While the two processes are separate, the APG blacklisting, or ‘Enhanced Expedited Follow Up’ status would definitely impair Pakistan’s chances at extricating itself from the FATF greylist that deals with countering terror-financing and money-laundering, at its Paris plenary later this year.
Sources told The Hindu that the APG meeting, which began on August 18, completed a third evaluation (MER) of Pakistan’s actions over the past five years on building anti-money-laundering and countering financing of terrorism (AML/CFT) safeguards, and found them wholly inadequate.
According to the APG’s final report, expected to be made public after the meeting ends, Pakistan failed in 32 of 40 ‘compliance’ parameters for its legal and financial systems, and failed 10 of 11 ‘effectiveness’ parameters for enforcing safeguards against terror-financing and money-laundering by UN-sanctioned entities and other non-government outfits.
As a result, Pakistan is likely to be placed on the fourth and lowest rung of the APG’s Follow-Up (FU) listing, the Enhance Expedited Follow Up, the sources said. This would make the Pakistani government’s next steps, as it faces FATF reviews in September and October much more challenging.
India is a member of both the APG and the FATF consultations and is represented by a team of officials from the Ministries of Finance, External Affairs and Home Affairs. However, the actions demanding Pakistan’s review have been pushed by the U.S., the U.K., Germany and France. Pakistan’s multi-ministerial team at the APG meeting is led by its State Bank Governor.
Against Hafiz Saeed
Last week, Islamabad had submitted a 450-page compliance document that details all the changes the government has made to existing laws, and actions against terror groups in the past year and a half. Pakistan has claimed that it has charged Lashkar-e-Taiba/ Jamaat-ud Dawa (JuD) chief Hafiz Saeed with terror financing, and frozen all assets of the JuD and other UNSC banned outfits this year, as part of its ongoing efforts to crack down on terror.

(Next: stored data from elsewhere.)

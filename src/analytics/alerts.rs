//! Threshold alerts on cache health.

use std::collections::HashMap;

use chrono::{DateTime, Duration as ChronoDuration, Utc};
use serde::{Deserialize, Serialize};
use uuid::Uuid;

use crate::error::CacheError;

/// One alert per type inside this window; repeats are suppressed.
pub const ALERT_DEDUP_WINDOW: std::time::Duration = std::time::Duration::from_secs(5 * 60);

#[derive(Debug, Clone, Copy, PartialEq, Eq, Hash, Serialize, Deserialize)]
#[serde(rename_all = "snake_case")]
pub enum AlertType {
    LowHitRate,
    SlowResponse,
    HighUtilization,
}

impl AlertType {
    pub fn as_str(&self) -> &'static str {
        match self {
            AlertType::LowHitRate => "low_hit_rate",
            AlertType::SlowResponse => "slow_response",
            AlertType::HighUtilization => "high_utilization",
        }
    }
}

#[derive(Debug, Clone, Copy, PartialEq, Eq, PartialOrd, Ord, Serialize, Deserialize)]
#[serde(rename_all = "lowercase")]
pub enum AlertSeverity {
    Low,
    Medium,
    High,
    Critical,
}

/// Maps how far a reading sits past its threshold onto a severity tier.
/// `excess` is 0 at the threshold and 1 at the worst representable reading.
fn severity_for(excess: f64) -> AlertSeverity {
    if excess >= 0.75 {
        AlertSeverity::Critical
    } else if excess >= 0.5 {
        AlertSeverity::High
    } else if excess >= 0.25 {
        AlertSeverity::Medium
    } else {
        AlertSeverity::Low
    }
}

#[derive(Debug, Clone, Copy, PartialEq, Serialize, Deserialize)]
#[serde(default, deny_unknown_fields)]
pub struct AlertThresholds {
    /// Alert when the recent hit rate (direct plus similarity) drops below
    /// this percentage.
    pub min_hit_rate_pct: f64,
    /// Alert when the recent average operation duration exceeds this.
    pub max_response_time_ms: u64,
    /// Alert when live bytes exceed this percentage of the size ceiling.
    pub max_utilization_pct: f64,
}

impl Default for AlertThresholds {
    fn default() -> Self {
        Self {
            min_hit_rate_pct: 30.0,
            max_response_time_ms: 5_000,
            max_utilization_pct: 90.0,
        }
    }
}

impl AlertThresholds {
    pub fn new() -> Self {
        Self::default()
    }

    pub fn with_min_hit_rate_pct(mut self, pct: f64) -> Self {
        self.min_hit_rate_pct = pct;
        self
    }

    pub fn with_max_response_time_ms(mut self, ms: u64) -> Self {
        self.max_response_time_ms = ms;
        self
    }

    pub fn with_max_utilization_pct(mut self, pct: f64) -> Self {
        self.max_utilization_pct = pct;
        self
    }

    pub fn validate(&self) -> Result<(), CacheError> {
        if !(0.0..=100.0).contains(&self.min_hit_rate_pct) {
            return Err(CacheError::configuration_field(
                "must be a percentage between 0 and 100",
                "alert_thresholds.min_hit_rate_pct",
            ));
        }
        if self.max_response_time_ms == 0 {
            return Err(CacheError::configuration_field(
                "must be positive",
                "alert_thresholds.max_response_time_ms",
            ));
        }
        if !(0.0..=100.0).contains(&self.max_utilization_pct) {
            return Err(CacheError::configuration_field(
                "must be a percentage between 0 and 100",
                "alert_thresholds.max_utilization_pct",
            ));
        }
        Ok(())
    }
}

/// A fired alert.
#[derive(Debug, Clone, PartialEq, Serialize, Deserialize)]
pub struct AlertEvent {
    pub id: Uuid,
    pub timestamp: DateTime<Utc>,
    pub alert_type: AlertType,
    pub severity: AlertSeverity,
    pub message: String,
    /// The reading that tripped the alert.
    pub value: f64,
    /// The configured bound it was compared against.
    pub threshold: f64,
}

/// Point-in-time health view fed to the evaluator. Rate and latency are
/// `None` until enough lookups have been observed to make them meaningful.
#[derive(Debug, Clone, Copy, Default)]
pub struct HealthReading {
    pub hit_rate_pct: Option<f64>,
    pub avg_response_time_ms: Option<f64>,
    pub utilization_pct: f64,
}

/// Compares health readings against the thresholds, scaling severity with
/// the size of the breach and suppressing repeats per alert type.
#[derive(Debug)]
pub struct AlertEvaluator {
    thresholds: AlertThresholds,
    last_fired: HashMap<AlertType, DateTime<Utc>>,
}

impl AlertEvaluator {
    pub fn new(thresholds: AlertThresholds) -> Self {
        Self {
            thresholds,
            last_fired: HashMap::new(),
        }
    }

    pub fn thresholds(&self) -> &AlertThresholds {
        &self.thresholds
    }

    pub fn evaluate(&mut self, reading: &HealthReading, now: DateTime<Utc>) -> Vec<AlertEvent> {
        let mut fired = Vec::new();

        if let Some(rate) = reading.hit_rate_pct {
            let min = self.thresholds.min_hit_rate_pct;
            if min > 0.0 && rate < min {
                let excess = ((min - rate) / min).clamp(0.0, 1.0);
                self.fire(
                    &mut fired,
                    AlertType::LowHitRate,
                    severity_for(excess),
                    format!("hit rate {:.1}% below {:.1}%", rate, min),
                    rate,
                    min,
                    now,
                );
            }
        }

        if let Some(avg_ms) = reading.avg_response_time_ms {
            let max = self.thresholds.max_response_time_ms as f64;
            if avg_ms > max {
                let excess = ((avg_ms - max) / max).clamp(0.0, 1.0);
                self.fire(
                    &mut fired,
                    AlertType::SlowResponse,
                    severity_for(excess),
                    format!("average response time {:.0}ms above {:.0}ms", avg_ms, max),
                    avg_ms,
                    max,
                    now,
                );
            }
        }

        let max_util = self.thresholds.max_utilization_pct;
        if reading.utilization_pct > max_util {
            let headroom = 100.0 - max_util;
            let excess = if headroom > 0.0 {
                ((reading.utilization_pct - max_util) / headroom).clamp(0.0, 1.0)
            } else {
                1.0
            };
            self.fire(
                &mut fired,
                AlertType::HighUtilization,
                severity_for(excess),
                format!(
                    "cache at {:.1}% of its size ceiling (threshold {:.1}%)",
                    reading.utilization_pct, max_util
                ),
                reading.utilization_pct,
                max_util,
                now,
            );
        }

        fired
    }

    #[allow(clippy::too_many_arguments)]
    fn fire(
        &mut self,
        fired: &mut Vec<AlertEvent>,
        alert_type: AlertType,
        severity: AlertSeverity,
        message: String,
        value: f64,
        threshold: f64,
        now: DateTime<Utc>,
    ) {
        let dedup = ChronoDuration::from_std(ALERT_DEDUP_WINDOW).unwrap_or(ChronoDuration::zero());
        if let Some(last) = self.last_fired.get(&alert_type) {
            if now - *last < dedup {
                return;
            }
        }
        self.last_fired.insert(alert_type, now);
        fired.push(AlertEvent {
            id: Uuid::new_v4(),
            timestamp: now,
            alert_type,
            severity,
            message,
            value,
            threshold,
        });
    }
}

The compliance document will be reviewed against a 27-point action plan set out by the FATF, which could decide one of three options: to remove Pakistan from the greylist, to continue to keep it on the greylist, or to downgrade it further to its blacklist. Review meetings will be held in Bangkok on September 5, with a final decision at the Paris plenary session on October 18-23.
If Pakistan stays on the greylist, or is blacklisted, it faces not only a financial downgrade and restrictions on its markets, but will have a tough time managing capital inflows from IMF and other agencies, as well as servicing debt that adds up to about 25% of the government’s revenues at present.